INTERVIEWS, REVIEWS & RELATED ARTICLES
New Musical Express OCTOBER 5, 2010 - by John Doran
UNSPUN HEROES - BRIAN ENO AND DAVID BYRNE: MY LIFE IN THE BUSH OF GHOSTS
John Doran restarts our Unspun Heroes series with a look at Eno and Byrne's seminal album, My Life In The Bush Of Ghosts - a huge influence on artists like Gold Panda, Rainbow Arabia, Burial and Salem.
My Life In The Bush Of Ghosts was originally a novel by Nigerian author Amos Tutuola, which told the story of a young boy abandoned in an impenetrable stretch of jungle inhabited by the undead. The story is a metaphor of sorts for the cataclysmic effects of slavery and colonialism and was chosen by David Byrne and Brian Eno in full knowledge of the accusations of cultural appropriation and theft that the pair would face in the release of this landmark album, as well as a signifier of their interest in African music.
Brian Eno, the ambient innovator and former Roxy Music electronics expert, had already worked on several Talking Heads albums as producer and his closeness to frontman David Byrne and ubiquity in the group was causing resentment amongst the other members. The pair decided to take the experiments with world rhythms that they had conducted on tracks such as I Zimbra to the next level by recording an album together.
They took a love for funk, Afrobeat and post punk and combined it with emergent sampling technology to create a fully realised sound that was at once very tribal and very futuristic.

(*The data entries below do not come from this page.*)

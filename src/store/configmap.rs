//! # ConfigMap Status Store
//!
//! Stores each request as one JSON entry of a ConfigMap in the controller
//! namespace: active requests in the state ConfigMap, archived ones in the
//! history ConfigMap. Writes are JSON merge patches touching a single key,
//! so concurrent workers refreshing different nodes never conflict.

use super::{decode, encode, expired_history, StatusStore, StoreError, StoreResult};
use crate::constants::FIELD_MANAGER;
use crate::controller::request::NodeRefreshRequest;
use async_trait::async_trait;
use chrono::{DateTime, Utc};
use k8s_openapi::api::core::v1::ConfigMap;
use k8s_openapi::apimachinery::pkg::apis::meta::v1::ObjectMeta;
use kube::api::{Api, Patch, PatchParams, PostParams};
use kube::Client;
use serde_json::{json, Map, Value};
use tracing::{debug, info};

#[derive(Clone)]
pub struct ConfigMapStatusStore {
    api: Api<ConfigMap>,
    state_name: String,
    history_name: String,
}

impl std::fmt::Debug for ConfigMapStatusStore {
    fn fmt(&self, f: &mut std::fmt::Formatter<'_>) -> std::fmt::Result {
        f.debug_struct("ConfigMapStatusStore")
            .field("state_name", &self.state_name)
            .field("history_name", &self.history_name)
            .finish_non_exhaustive()
    }
}

fn backend(operation: &'static str, error: &kube::Error) -> StoreError {
    StoreError::Backend {
        operation,
        message: error.to_string(),
    }
}

impl ConfigMapStatusStore {
    #[must_use]
    pub fn new(client: Client, namespace: &str, state_name: &str, history_name: &str) -> Self {
        Self {
            api: Api::namespaced(client, namespace),
            state_name: state_name.to_string(),
            history_name: history_name.to_string(),
        }
    }

    /// Create both ConfigMaps if they do not exist yet
    pub async fn ensure(&self) -> StoreResult<()> {
        for name in [&self.state_name, &self.history_name] {
            self.create_if_missing(name).await?;
        }
        Ok(())
    }

    async fn create_if_missing(&self, name: &str) -> StoreResult<()> {
        let cm = ConfigMap {
            metadata: ObjectMeta {
                name: Some(name.to_string()),
                ..ObjectMeta::default()
            },
            ..ConfigMap::default()
        };
        match self.api.create(&PostParams::default(), &cm).await {
            Ok(_) => {
                info!(configmap = %name, "created status ConfigMap");
                Ok(())
            }
            Err(kube::Error::Api(e)) if e.code == 409 => Ok(()),
            Err(e) => Err(backend("create", &e)),
        }
    }

    /// Read all entries of a ConfigMap; a missing ConfigMap reads as empty
    async fn entries(&self, name: &str) -> StoreResult<Vec<NodeRefreshRequest>> {
        let data = match self.api.get_opt(name).await {
            Ok(Some(cm)) => cm.data.unwrap_or_default(),
            Ok(None) => return Ok(Vec::new()),
            Err(e) => return Err(backend("read", &e)),
        };
        data.iter().map(|(k, v)| decode(k, v)).collect()
    }

    /// Merge-patch one key; `None` removes it
    async fn patch_key(
        &self,
        operation: &'static str,
        name: &str,
        key: &str,
        value: Option<String>,
    ) -> StoreResult<()> {
        let patch = json!({ "data": { key: value } });
        let params = PatchParams::apply(FIELD_MANAGER);
        match self.api.patch(name, &params, &Patch::Merge(&patch)).await {
            Ok(_) => Ok(()),
            Err(kube::Error::Api(e)) if e.code == 404 && value.is_some() => {
                debug!(configmap = %name, "status ConfigMap missing, creating");
                self.create_if_missing(name).await?;
                self.api
                    .patch(name, &params, &Patch::Merge(&patch))
                    .await
                    .map(|_| ())
                    .map_err(|e| backend(operation, &e))
            }
            Err(kube::Error::Api(e)) if e.code == 404 => Ok(()),
            Err(e) => Err(backend(operation, &e)),
        }
    }
}

impl ConfigMapStatusStore {
    /// Remove several keys with a single merge patch
    async fn remove_keys(&self, name: &str, keys: &[String]) -> StoreResult<()> {
        let data: Map<String, Value> = keys.iter().map(|k| (k.clone(), Value::Null)).collect();
        let patch = json!({ "data": data });
        let params = PatchParams::apply(FIELD_MANAGER);
        match self.api.patch(name, &params, &Patch::Merge(&patch)).await {
            Ok(_) => Ok(()),
            Err(kube::Error::Api(e)) if e.code == 404 => Ok(()),
            Err(e) => Err(backend("prune", &e)),
        }
    }
}

#[async_trait]
impl StatusStore for ConfigMapStatusStore {
    async fn load(&self, node: &str) -> StoreResult<Option<NodeRefreshRequest>> {
        let cm = self
            .api
            .get_opt(&self.state_name)
            .await
            .map_err(|e| backend("load", &e))?;
        cm.and_then(|cm| cm.data)
            .and_then(|mut data| data.remove(node))
            .map(|value| decode(node, &value))
            .transpose()
    }

    async fn save(&self, request: &NodeRefreshRequest) -> StoreResult<()> {
        let value = encode(request)?;
        self.patch_key("save", &self.state_name, &request.target_node_id, Some(value))
            .await
    }

    async fn list_active(&self) -> StoreResult<Vec<NodeRefreshRequest>> {
        self.entries(&self.state_name).await
    }

    async fn archive(&self, request: &NodeRefreshRequest) -> StoreResult<()> {
        let value = encode(request)?;
        // history first: a crash in between leaves a terminal active entry,
        // which the loop archives again on resync
        self.patch_key(
            "archive",
            &self.history_name,
            &request.target_node_id,
            Some(value),
        )
        .await?;
        self.patch_key("archive", &self.state_name, &request.target_node_id, None)
            .await
    }

    async fn history(&self) -> StoreResult<Vec<NodeRefreshRequest>> {
        self.entries(&self.history_name).await
    }

    async fn prune_history(
        &self,
        older_than: DateTime<Utc>,
        max_entries: usize,
    ) -> StoreResult<usize> {
        let history = self.entries(&self.history_name).await?;
        let expired = expired_history(&history, older_than, max_entries);
        if expired.is_empty() {
            return Ok(0);
        }
        self.remove_keys(&self.history_name, &expired).await?;
        info!(
            configmap = %self.history_name,
            dropped = expired.len(),
            kept = history.len() - expired.len(),
            "pruned refresh history"
        );
        Ok(expired.len())
    }
}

Both of the singers said they were bored with their own voices and wanted to draw from the babel of world communication using ranting televangelists, Arab tribesmen and hectoring priests, mainly taped off the radio instead of traditional vocals. Eno described these voices snatched from the ether as being like, "transmissions from a desperate planet".
Avant garde boffins such as Stockhausen and John Cage had been messing about with taped voices since the 1950s and Holger Czukay of Can mashed up world music and samples on his 1979 album Movies but the impact of the much more popular My Life In The Bush Of Ghosts was immense. The idea of taking a prerecorded voice and incorporating it into a new track would loom large in house, techno, hip hop, industrial and drum and bass.
Elsewhere the idea of combining 'primitive' rhythms with cutting edge dance beats still informs the ethno techno and hypnogogic pop of Rainbow Arabia and Gold Panda. Not to mention the influence it has had on newer ghosts in the urban jungle such as Burial and Salem.
Prefiguring all the troubles that would beset hip hop production for the next thirty years, they were denied permission to use some of the sampled voices and had to replace those tracks. And one song called Qu'ran nearly earned the pair a fatwah because it featured tribesmen singing passages from the Islamic holy book; it was dropped and has still not been reinstated.
The main thing about My Life In The Bush Of Ghosts, however, is that it is a great dance album full of surprising, funky and unusual rhythms and feels like a deliriously drunk cab ride across a foreign city; a night with the windows rolled down, soaking up a thousand radios, a thousand rhythms and a thousand voices all joining in one communion.